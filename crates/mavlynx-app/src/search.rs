//! # Alumni Search Engine
//!
//! Case-insensitive substring search over name, field of study and
//! industry. The query is staged on every keystroke and only matched on
//! explicit submit.

use crate::views::Alumnus;

/// Match `query` against a single alumnus
pub fn alumnus_matches(alumnus: &Alumnus, query_lower: &str) -> bool {
    [&alumnus.name, &alumnus.field_of_study, &alumnus.industry]
        .iter()
        .any(|field| field.to_lowercase().contains(query_lower))
}

/// Search `directory` for `query`, preserving directory order.
///
/// An empty query yields no results.
pub fn search_alumni<'a>(directory: &'a [Alumnus], query: &str) -> Vec<&'a Alumnus> {
    if query.is_empty() {
        return Vec::new();
    }
    let query_lower = query.to_lowercase();
    directory
        .iter()
        .filter(|a| alumnus_matches(a, &query_lower))
        .collect()
}

/// Staged query plus the results of the last submission
#[derive(Debug, Clone, Default)]
pub struct AlumniSearch {
    query: String,
    submitted: Option<String>,
    results: Vec<Alumnus>,
}

impl AlumniSearch {
    /// Create an empty search
    pub fn new() -> Self {
        Self::default()
    }

    /// Text currently in the search bar
    pub fn query(&self) -> &str {
        &self.query
    }

    /// Query of the last submission, if any
    pub fn submitted_query(&self) -> Option<&str> {
        self.submitted.as_deref()
    }

    /// Replace the staged query; results are untouched until submit
    pub fn set_query(&mut self, query: impl Into<String>) {
        self.query = query.into();
    }

    /// Run the staged query against `directory`
    pub fn submit(&mut self, directory: &[Alumnus]) -> &[Alumnus] {
        self.results = search_alumni(directory, &self.query)
            .into_iter()
            .cloned()
            .collect();
        self.submitted = Some(self.query.clone());
        &self.results
    }

    /// Re-run the last submitted query, e.g. after the directory reloads.
    /// Does nothing if nothing was submitted yet.
    pub fn refresh(&mut self, directory: &[Alumnus]) {
        if let Some(submitted) = &self.submitted {
            self.results = search_alumni(directory, submitted)
                .into_iter()
                .cloned()
                .collect();
        }
    }

    /// Results of the last submission
    pub fn results(&self) -> &[Alumnus] {
        &self.results
    }
}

:: Exercise description ::
Retype the portion of the data above that starts on the line with "Alumni Search Engine" and finishes on the line with "pub fn set_query(&mut", including both of those lines.

:: Response box ::
//! # Alumni Search Engine
//!
//! Case-insensitive substring search over name, field of study and
//! industry. The query is staged on every keystroke and only matched on
//! explicit submit.

use crate::views::Alumnus;

/// Match `query` against a single alumnus
pub fn alumnus_matches(alumnus: &Alumnus, query_lower: &str) -> bool {
    [&alumnus.name, &alumnus.field_of_study, &alumnus.industry]
        .iter()
        .any(|field| field.to_lowercase().contains(query_lower))
}

/// Search `directory` for `query`, preserving directory order.
///
/// An empty query yields no results.
pub fn search_alumni<'a>(directory: &'a [Alumnus], query: &str) -> Vec<&'a Alumnus> {
    if query.is_empty() {
        return Vec::new();
    }
    let query_lower = query.to_lowercase();
    directory
        .iter()
        .filter(|a| alumnus_matches(a, &query_lower))
        .collect()
}

/// Staged query plus the results of the last submission
#[derive(Debug, Clone, Default)]
pub struct AlumniSearch {
    query: String,
    submitted: Option<String>,
    results: Vec<Alumnus>,
}

impl AlumniSearch {
    /// Create an empty search
    pub fn new() -> Self {
        Self::default()
    }

    /// Text currently in the search bar
    pub fn query(&self) -> &str {
        &self.query
    }

    /// Query of the last submission, if any
    pub fn submitted_query(&self) -> Option<&str> {
        self.submitted.as_deref()
    }

    /// Replace the staged query; results are untouched until submit
    pub fn set_query(&mut self, query: impl Into<String>) {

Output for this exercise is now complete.